Yury Yatsenko, a Lviv law student in his final year, was not illegally taken to Russia but there are very strong grounds for believing that the charges against him and his detention in a Russian SIZO are impelled by political considerations and do not bear scrutiny.
Yatsenko and his friend Bohdan Yarychevsky, were detained in Russia’s Kursk oblast in early May. They were held in a police station without food or sleep for two days, and not allowed to ring their relatives, a lawyer or the Ukrainian consul. During that time the FSB [Russian security service] turned up, interrogated them, suspecting that they had been ‘sent by Dmytro Yarosh’ [the leader of Right Sector] or by Ukraine’s SBU. The ‘grounds’ for such suspicions were a map showing Kursky Station found on their mobile telephone. Yarychevsky explains that they’d saved it in order to get their bearings and know how to get to the station to catch the coach home. The FSB, however, deemed the photo ‘suspicious’ and possibility indicating a plan to blow up the station.
Yatsenko and Yarychevsky were not officially detained for imaginary ‘radicalism’ or ‘nationalism’, nor were they suspected of any criminal offence. A court on May 8 ruled that they had committed an administrative offence by ticking the box ‘private purpose’ on the border entry form, when they should have ticked the ‘tourism’ box.

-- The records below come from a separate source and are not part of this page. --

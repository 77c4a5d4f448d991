//! Whole-word identifier rewriting
//!
//! Every textual rename in the pipeline goes through this module. The
//! contract is deliberately narrow: a name matches on word boundaries only,
//! the scan is left-to-right first-match-wins, the replacement text is
//! inserted literally, and there is no syntax awareness whatsoever, so
//! occurrences inside comments or string literals are rewritten like any
//! other. That is adequate for shader globals, whose names are plain
//! identifiers, and keeps the limitation in one testable place.

use regex::{NoExpand, Regex};

fn word_pattern(name: &str) -> Regex {
    Regex::new(&format!(r"\b{}\b", regex::escape(name))).unwrap()
}

/// Returns whether `name` occurs as a whole word anywhere in `text`.
pub fn contains_word(text: &str, name: &str) -> bool {
    word_pattern(name).is_match(text)
}

/// Replaces every whole-word occurrence of `name` in `text` with
/// `replacement`, inserted literally.
pub fn replace_word(text: &str, name: &str, replacement: &str) -> String {
    word_pattern(name).replace_all(text, NoExpand(replacement)).into_owned()
}

#[cfg(test)]
mod tests {
    use super::*;

    #[test]
    fn test_whole_word_only() {
        assert!(contains_word("float time = 0.;", "time"));
        assert!(!contains_word("float timer = 0.;", "time"));
        assert!(!contains_word("float uptime = 0.;", "time"));

        let rewritten = replace_word("time + timer + time2 + time", "time", "t");
        assert_eq!(rewritten, "t + timer + time2 + t");
    }

    #[test]
    fn test_punctuation_boundaries() {
        let rewritten = replace_word("vec2(width,height)/width", "width", "1920.");
        assert_eq!(rewritten, "vec2(1920.,height)/1920.");
    }

    #[test]
    fn test_replacement_is_literal() {
        // A replacement containing `$` must not be treated as a capture
        // group reference.
        let rewritten = replace_word("a + b", "b", "$0");
        assert_eq!(rewritten, "a + $0");
    }

    #[test]
    fn test_no_syntax_awareness() {
        // Comments are rewritten like code; callers rely on this being
        // consistent rather than clever.
        let rewritten = replace_word("// uses speed\nfloat x = speed;", "speed", "2.0");
        assert_eq!(rewritten, "// uses 2.0\nfloat x = 2.0;");
    }
}
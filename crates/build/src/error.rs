//! Build error taxonomy
//!
//! Every failure in the shader pipeline is fatal: the build aborts on the
//! first error and no partial artifact is considered valid. Each of these
//! conditions indicates a malformed shader source or a tooling contract
//! violation that requires a human fix, not a retry.

use thiserror::Error;

/// Errors raised by the shader preparation pipeline.
#[derive(Debug, Error)]
pub enum BuildError {
    /// A const value still references other variables after the folding
    /// queue drained: a dependency cycle, or a reference that can never be
    /// folded (such as a `no-replace` const).
    #[error("unresolved constant dependencies: {}", .names.join(", "))]
    UnresolvedDependency {
        /// Names of the variables left with unresolved references.
        names: Vec<String>,
    },

    /// The external minifier returned a document whose structure does not
    /// match what was sent. Slot metadata can only be re-attached through an
    /// exact 1:1 segment correspondence, so there is no recovery path.
    #[error("shader minifier output is not well-formed: {0}")]
    MalformedMinifierOutput(String),

    /// A shader source lacks the structural marker its provider requires.
    #[error("shader does not contain required section marker {0:?}")]
    MissingMagicMarker(&'static str),

    /// A hook expands into itself, directly or through other hooks.
    #[error("hook {0:?} expands into itself")]
    CyclicHookReference(String),

    /// A declaration or section the shader provider cannot accept.
    #[error("malformed shader source: {0}")]
    MalformedShader(String),

    /// Invalid or incomplete configuration.
    #[error("invalid configuration: {0}")]
    Config(String),

    /// An external tool exited unsuccessfully.
    #[error("{tool} exited with {status}")]
    ToolFailed {
        /// Displayable name of the tool that failed.
        tool: String,
        /// Exit status reported by the operating system.
        status: std::process::ExitStatus,
    },

    #[error(transparent)]
    Io(#[from] std::io::Error),

    #[error("invalid configuration file: {0}")]
    Yaml(#[from] serde_norway::Error),
}
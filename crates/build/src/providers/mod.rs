//! Shader providers
//!
//! A provider reads the demo's authored shader source and populates the
//! definition with its section texts, passes, and the initial variable list.
//! Which provider runs is a configuration choice; everything downstream of
//! the provider is format-agnostic.

mod simple;
mod synthclipse;

pub use simple::SimpleShaderProvider;
pub use synthclipse::SynthclipseShaderProvider;

use regex::Regex;

use crate::config::Config;
use crate::error::BuildError;
use crate::variables::{ShaderDefinition, Variable};

/// Populates an empty definition from an authored shader source.
pub trait ShaderProvider {
    /// Fills in section texts, passes and the initial variable list.
    ///
    /// # Errors
    /// I/O errors reading the source, [`BuildError::MissingMagicMarker`] for
    /// a source without its required structure, and
    /// [`BuildError::MalformedShader`] for declarations that cannot be
    /// accepted.
    fn provide(&self, definition: &mut ShaderDefinition) -> Result<(), BuildError>;
}

/// Instantiates the provider selected by `demo.shader-provider.tool`.
pub fn from_config(config: &Config) -> Result<Box<dyn ShaderProvider + '_>, BuildError> {
    match config.demo.shader_provider.tool.as_str() {
        "simple" => Ok(Box::new(SimpleShaderProvider::new(config))),
        "synthclipse" => Ok(Box::new(SynthclipseShaderProvider::new(config))),
        other => Err(BuildError::Config(format!("demo.shader-provider.tool {other:?} is not valid"))),
    }
}

/// Captures the `#version` directive, when the source carries one.
pub(crate) fn parse_glsl_version(contents: &str) -> Option<String> {
    let version = Regex::new(r"(?m)^#version (.+?)\r?$").unwrap();
    version.captures(contents).map(|captures| captures[1].trim().to_string())
}

/// Parses global declarations out of `code` into the variable list.
///
/// Recognized forms are `const type name = value;`, `uniform type name;` and
/// `type name;`, each optionally followed by a `//! key:value ...`
/// annotation comment. `precision` statements are skipped. A value on a
/// non-const declaration, or a const without one, is fatal.
pub(crate) fn parse_global_declarations(definition: &mut ShaderDefinition, code: &str) -> Result<(), BuildError> {
    let declaration =
        Regex::new(r"(?m)(?:(const|precision|uniform)\s+)?(\w+)\s+(\w+)\s*(?:=\s*([^;]+))?;(?:[ \t]*//!(.+))?\r?$").unwrap();
    // `-` is allowed so that flags like `no-replace` parse as one key.
    let annotation = Regex::new(r"([\w-]+)(?::([\w-]+))?").unwrap();

    for captures in declaration.captures_iter(code) {
        let qualifier = captures.get(1).map(|m| m.as_str());
        if qualifier == Some("precision") {
            continue;
        }
        let ty = &captures[2];
        let name = &captures[3];
        let value = captures.get(4).map(|m| m.as_str().trim());

        let mut variable = match (qualifier, value) {
            (Some("const"), Some(value)) => Variable::constant(ty, name, value),
            (Some("uniform"), None) => Variable::uniform(ty, name),
            (None, None) => Variable::regular(ty, name),
            _ => {
                return Err(BuildError::MalformedShader(format!("variable {name:?} has a value and is not const")));
            }
        };

        if let Some(annotations) = captures.get(5) {
            for entry in annotation.captures_iter(annotations.as_str()) {
                let value = entry.get(2).map_or_else(|| "true".to_string(), |m| m.as_str().to_string());
                variable.annotations.insert(entry[1].to_string(), value);
            }
        }

        definition.variables.push(variable);
    }
    Ok(())
}
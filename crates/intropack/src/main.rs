//! intropack command line
//!
//! Drives one demo build: loads the demo's configuration, runs the shader
//! preparation pipeline, and writes the generated C++ sources into the build
//! directory for the engine compile that follows.

use anyhow::{Context, bail};
use clap::Parser;
use intropack_build::{
    build_shader, codegen,
    config::{CaptureConfig, Config},
    hooks::{self, Hooks},
    minify::{MinifyTool, ShaderMinifierTool},
    providers,
};
use std::fs;
use std::path::PathBuf;
use tracing::info;
use tracing_subscriber::EnvFilter;

/// Command-line arguments for the demo build.
#[derive(Parser)]
#[command(version, about = "Shader build pipeline for size-coded demos")]
struct Args {
    /// Demo directory containing config.yml and the shader source
    #[arg(long, default_value = "demo")]
    directory: PathBuf,

    /// Build a debugging version
    #[arg(long, short = 'd')]
    debug: bool,

    /// Skip the external shader minifier
    #[arg(long)]
    no_minify: bool,

    /// Build at the fixed capture resolution
    #[arg(long)]
    capture: bool,

    /// Engine template for the generated main source
    #[arg(long, default_value = "engine/main-template.cpp")]
    main_template: PathBuf,
}

fn main() -> anyhow::Result<()> {
    tracing_subscriber::fmt()
        .with_env_filter(EnvFilter::try_from_default_env().unwrap_or_else(|_| EnvFilter::new("info")))
        .init();

    let args = Args::parse();

    let mut config = Config::load(&args.directory).context("loading configuration")?;
    config.debug = args.debug;
    config.minify = !args.no_minify;
    if args.capture && config.capture.is_none() {
        config.capture = Some(CaptureConfig::default());
    }
    config.validate()?;

    let minifier_tool = if config.minify {
        let Some(executable) = config.tools.shader_minifier.clone() else {
            bail!("tools.shader-minifier is required to minify");
        };
        Some(ShaderMinifierTool {
            executable,
            mono: config.tools.mono.clone(),
        })
    } else {
        None
    };
    let minifier = minifier_tool.as_ref().map(|tool| tool as &dyn MinifyTool);

    let provider = providers::from_config(&config)?;
    let definition = build_shader(&config, provider.as_ref(), minifier).context("preparing shader")?;

    let mut collected_hooks = Hooks::new();
    let hooks_path = config.directory.join(&config.demo.hooks);
    // The hooks file is optional; a demo without host-side hooks is fine.
    if hooks_path.exists() {
        hooks::add_hooks_file(&mut collected_hooks, &hooks_path).context("collecting hooks")?;
    }

    fs::create_dir_all(&config.paths.build)?;

    let header_path = config.paths.build.join("demo-data.hpp");
    fs::write(&header_path, codegen::demo_data_header(&config, &definition, &collected_hooks))?;
    info!("wrote {}", header_path.display());

    if args.main_template.exists() {
        let template = fs::read_to_string(&args.main_template)?;
        let main_path = config.paths.build.join("main.cpp");
        fs::write(&main_path, codegen::main_source(&collected_hooks, &template)?)?;
        info!("wrote {}", main_path.display());
    }

    Ok(())
}
#[cfg(test)]
mod tests {
    use super::*;
    use crate::packer;

    struct StubTool {
        output: String,
    }

    impl MinifyTool for StubTool {
        fn run(&self, _input: &Path, output: &Path) -> Result<(), BuildError> {
            fs::write(output, &self.output)?;
            Ok(())
        }
    }

    fn packed_definition() -> ShaderDefinition {
        let mut definition = ShaderDefinition::default();
        definition.common_code = "float luma() { return beat; }".to_string();
        definition.ensure_pass(0).fragment_code = Some("void main() { c = beat + offset + glow; }".to_string());
        definition.push_uniform("float", "beat");
        definition.push_uniform("vec2", "offset");
        definition.push_regular("vec3", "glow");
        packer::pack_uniforms(&mut definition);
        definition
    }

    fn join_segments(segments: &[&str]) -> String {
        segments.join(&format!("\n{SEPARATOR}\n"))
    }

    #[test]
    fn test_round_trip_maps_names_by_position() {
        let tool = StubTool {
            output: join_segments(&[
                "uniform float a[1];uniform vec2 b[1];",
                "vec3 c;",
                "",
                "",
                "",
                "float d() { return a[0]; }",
                // `floatUniforms` left un-renamed on purpose: the bridge
                // must patch it with the recovered name.
                "void main() { c = floatUniforms[0] + b[0] + c; }",
            ]),
        };

        let mut definition = packed_definition();
        let directory = tempfile::tempdir().unwrap();
        minify(&mut definition, &tool, directory.path()).unwrap();

        assert_eq!(definition.uniform_arrays["float"].minified_name.as_deref(), Some("a"));
        assert_eq!(definition.uniform_arrays["vec2"].minified_name.as_deref(), Some("b"));
        assert_eq!(definition.variables[2].minified_name.as_deref(), Some("c"));
        assert_eq!(definition.common_code, "float d() { return a[0]; }");
        assert_eq!(definition.passes[0].fragment_code.as_deref(), Some("void main() { c = a[0] + b[0] + c; }"));
        // Sections that were never provided stay unset.
        assert!(definition.attributes_code.is_none());
    }

    #[test]
    fn test_segment_count_mismatch_is_fatal_and_mutates_nothing() {
        // One segment short of the seven that were sent.
        let tool = StubTool {
            output: join_segments(&["uniform float a[1];uniform vec2 b[1];", "vec3 c;", "", "", "", "float d();"]),
        };

        let mut definition = packed_definition();
        let untouched = format!("{definition:?}");
        let directory = tempfile::tempdir().unwrap();

        let error = minify(&mut definition, &tool, directory.path()).unwrap_err();
        assert!(matches!(error, BuildError::MalformedMinifierOutput(_)));
        assert_eq!(format!("{definition:?}"), untouched);
    }

    #[test]
    fn test_uniform_declaration_count_mismatch_is_fatal() {
        let tool = StubTool {
            output: join_segments(&[
                "uniform float a[1];",
                "vec3 c;",
                "",
                "",
                "",
                "float d();",
                "void main() {}",
            ]),
        };

        let mut definition = packed_definition();
        let untouched = format!("{definition:?}");
        let directory = tempfile::tempdir().unwrap();

        let error = minify(&mut definition, &tool, directory.path()).unwrap_err();
        assert!(matches!(error, BuildError::MalformedMinifierOutput(_)));
        assert_eq!(format!("{definition:?}"), untouched);
    }

    #[test]
    fn test_stale_output_is_removed_before_the_tool_runs() {
        let directory = tempfile::tempdir().unwrap();
        // Leave a plausible output from a previous run lying around, and use
        // a tool that fails without writing anything.
        fs::write(directory.path().join("shader.min.glsl"), "stale").unwrap();

        struct FailingTool;
        impl MinifyTool for FailingTool {
            fn run(&self, _input: &Path, _output: &Path) -> Result<(), BuildError> {
                Err(BuildError::MalformedShader("tool stand-in failure".to_string()))
            }
        }

        let mut definition = packed_definition();
        assert!(minify(&mut definition, &FailingTool, directory.path()).is_err());
        assert!(!directory.path().join("shader.min.glsl").exists());
    }

    #[test]
    fn test_parse_global_names_handles_merged_declarations() {
        let names = parse_global_names("const float m=2.,n=vec2(1.,3.).x;vec2 o;").unwrap();
        assert_eq!(names, vec!["m".to_string(), "n".to_string(), "o".to_string()]);
    }

    #[test]
    fn test_parse_global_names_rejects_garbage_declarators() {
        assert!(parse_global_names("float 2x;").is_err());
    }

    #[test]
    fn test_serialized_document_orders_segments() {
        let definition = packed_definition();
        let document = serialize_document(&definition);
        let parts: Vec<&str> = document.split(SEPARATOR).collect();

        assert_eq!(parts.len(), 7);
        assert!(parts[0].contains("uniform float floatUniforms[1];"));
        assert!(parts[0].contains("uniform vec2 vec2Uniforms[1];"));
        assert!(parts[1].contains("vec3 glow;"));
        assert!(parts[5].contains("luma"));
        assert!(parts[6].contains("void main()"));
    }
}
/// Linear axis whose ticks sit exactly on the given values instead of round numbers
#[derive(Debug, Clone, PartialEq)]
pub struct TickedAxis {
    range: Range<f64>,
    ticks: Vec<f64>,
}

impl TickedAxis {
    pub fn new(range: Range<f64>, ticks: Vec<f64>) -> Self {
        Self { range, ticks }
    }
}

impl Ranged for TickedAxis {
    type FormatOption = NoDefaultFormatting;
    type ValueType = f64;

    fn map(&self, value: &f64, limit: (i32, i32)) -> i32 {
        let span = self.range.end - self.range.start;
        if span <= 0.0 {
            return limit.0;
        }
        let t = (value - self.range.start) / span;
        limit.0 + (f64::from(limit.1 - limit.0) * t).round() as i32
    }

    fn key_points<Hint: KeyPointHint>(&self, _hint: Hint) -> Vec<f64> {
        self.ticks.clone()
    }

    fn range(&self) -> Range<f64> {
        self.range.clone()
    }
}

impl ValueFormatter<f64> for TickedAxis {
    fn format(value: &f64) -> String {
        format!("{value}")
    }
}

/// Smallest range holding all values, widened by `pad` on both sides when it would be empty
fn padded(values: impl Iterator<Item = f64>, pad: f64) -> Range<f64> {
    let (min, max) = values.fold((f64::INFINITY, f64::NEG_INFINITY), |(lo, hi), v| {
        (lo.min(v), hi.max(v))
    });
    if !min.is_finite() || !max.is_finite() {
        return 0.0..1.0;
    }
    if max > min {
        min..max
    } else {
        min - pad..max + pad
    }
}

/// One quadrilateral of the surface, between two neighbouring strides and sizes
#[derive(Debug, Clone, PartialEq)]
pub struct SurfaceCell {
    /// `(stride, throughput, log2(size))` in drawing order
    pub corners: Vec<(f64, f64, f64)>,
    /// Mean throughput of the corners, used for the colour
    pub mean: f64,
}

/// Splits the mesh into cells; a mountain needs at least two rows and two columns to have any
pub fn surface_cells(mountain: &Mountain) -> Vec<SurfaceCell> {
    let mesh = mountain.mesh();
    let matrix = mountain.matrix();
    let mut cells = Vec::new();

    for row in 0..matrix.rows().saturating_sub(1) {
        for column in 0..matrix.columns().saturating_sub(1) {
            let corners: Vec<(f64, f64, f64)> = [
                (row, column),
                (row, column + 1),
                (row + 1, column + 1),
                (row + 1, column),
            ]
            .iter()
            .filter_map(|&(r, c)| {
                let (stride, size) = mesh[r][c];
                matrix.get(r, c).map(|value| (stride, value, size))
            })
            .collect();
            let mean = corners.iter().map(|c| c.1).sum::<f64>() / corners.len() as f64;
            cells.push(SurfaceCell { corners, mean });
        }
    }
    cells
}

fn stride_label(value: &f64) -> String {
    format!("{}", value.round() as i64)
}

/// Turns a log2 position back into the size label of the input format, e.g. `17.0` -> `128k`
fn size_label(value: &f64) -> String {
    WorkingSetSize::from_log2(*value)
        .map(|size| size.label())
        .unwrap_or_default()
}

fn throughput_label(value: &f64) -> String {
    format!("{value:.0}")
}

/// Draws the title, the surface and the colour scale
pub fn draw_mountain<DB: DrawingBackend>(
    root: &DrawingArea<DB, Shift>,
    mountain: &Mountain,
) -> Result<(), DrawingAreaErrorKind<DB::ErrorType>> {
    //Background color
    root.fill(&WHITE)?;
    let root = root.titled(TITLE, ("sans-serif", 28))?;

    let (width, _) = root.dim_in_pixel();
    let (surface_area, scale_area) = root.split_horizontally((width as i32 - SCALE_WIDTH).max(0));

    let matrix = mountain.matrix();
    let scale = ColorScale::new(matrix.min(), matrix.max());

    draw_surface(&surface_area, mountain, &scale)?;
    draw_color_scale(&scale_area, &scale)?;
    root.present()
}

fn draw_surface<DB: DrawingBackend>(
    area: &DrawingArea<DB, Shift>,
    mountain: &Mountain,
    scale: &ColorScale,
) -> Result<(), DrawingAreaErrorKind<DB::ErrorType>> {
    let bounds = PlotBounds::of(mountain);

    // Ticks only on every other stride and size, otherwise the labels overlap
    let stride_axis = TickedAxis::new(bounds.strides.clone(), mountain.stride_ticks());
    let size_axis = TickedAxis::new(
        bounds.sizes.clone(),
        mountain
            .size_ticks()
            .iter()
            .map(WorkingSetSize::log2)
            .collect(),
    );

    let mut chart = ChartBuilder::on(area);
    chart.margin(20);
    let mut chart_context =
        chart.build_cartesian_3d(stride_axis, bounds.throughput.clone(), size_axis)?;

    chart_context.with_projection(|mut pb| {
        pb.yaw = 0.6;
        pb.pitch = 0.35;
        pb.scale = 0.8;
        pb.into_matrix()
    });

    chart_context
        .configure_axes()
        .light_grid_style(BLACK.mix(0.1))
        .max_light_lines(3)
        .x_formatter(&stride_label)
        .y_formatter(&throughput_label)
        .z_formatter(&size_label)
        .draw()?;

    let cells = surface_cells(mountain);
    if cells.is_empty() {
        warn!("At least two working set sizes and two strides are needed to draw a surface");
    }
    chart_context.draw_series(
        cells
            .into_iter()
            .map(|cell| Polygon::new(cell.corners, scale.color(cell.mean).filled())),
    )?;

    let caption_style = ("sans-serif", 16).into_font().color(&BLACK);
    let mid = |range: &Range<f64>| (range.start + range.end) / 2.0;
    chart_context.draw_series([
        Text::new(
            STRIDE_CAPTION,
            (mid(&bounds.strides), bounds.throughput.start, bounds.sizes.start),
            caption_style.clone(),
        ),
        Text::new(
            SIZE_CAPTION,
            (bounds.strides.end, bounds.throughput.start, mid(&bounds.sizes)),
            caption_style.clone(),
        ),
        Text::new(
            THROUGHPUT_CAPTION,
            (bounds.strides.start, bounds.throughput.end, bounds.sizes.end),
            caption_style,
        ),
    ])?;

    Ok(())
}

fn draw_color_scale<DB: DrawingBackend>(
    area: &DrawingArea<DB, Shift>,
    scale: &ColorScale,
) -> Result<(), DrawingAreaErrorKind<DB::ErrorType>> {
    let mut chart = ChartBuilder::on(area);
    chart
        .margin(20)
        .margin_top(120)
        .margin_bottom(120)
        .set_label_area_size(LabelAreaPosition::Right, 60);

    let range = scale.range();
    let mut chart_context = chart.build_cartesian_2d(0.0..1.0, range.clone())?;

    chart_context
        .configure_mesh()
        .disable_x_mesh()
        .disable_y_mesh()
        .x_labels(0)
        .y_label_formatter(&throughput_label)
        .y_desc("MB/s")
        .draw()?;

    let band = (range.end - range.start) / SCALE_BANDS as f64;
    chart_context.draw_series((0..SCALE_BANDS).map(|i| {
        let low = range.start + band * i as f64;
        let high = low + band;
        Rectangle::new(
            [(0.0, low), (1.0, high)],
            scale.color((low + high) / 2.0).filled(),
        )
    }))?;

    Ok(())
}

Both young men were subjected to torture with the FSB wanting them to publicly testify that a military junta had taken over in Ukraine and to ask for political asylum. They constantly received threats that if they didn’t cooperate, criminal charges would be concocted, with drugs or weapons planted.
This is basically what happened, though against only one of the two – Yury Yatsenko - who has been charged with ‘smuggling explosive devices’. Yarychevsky was deported and is taking part in efforts to obtain his friend’s release.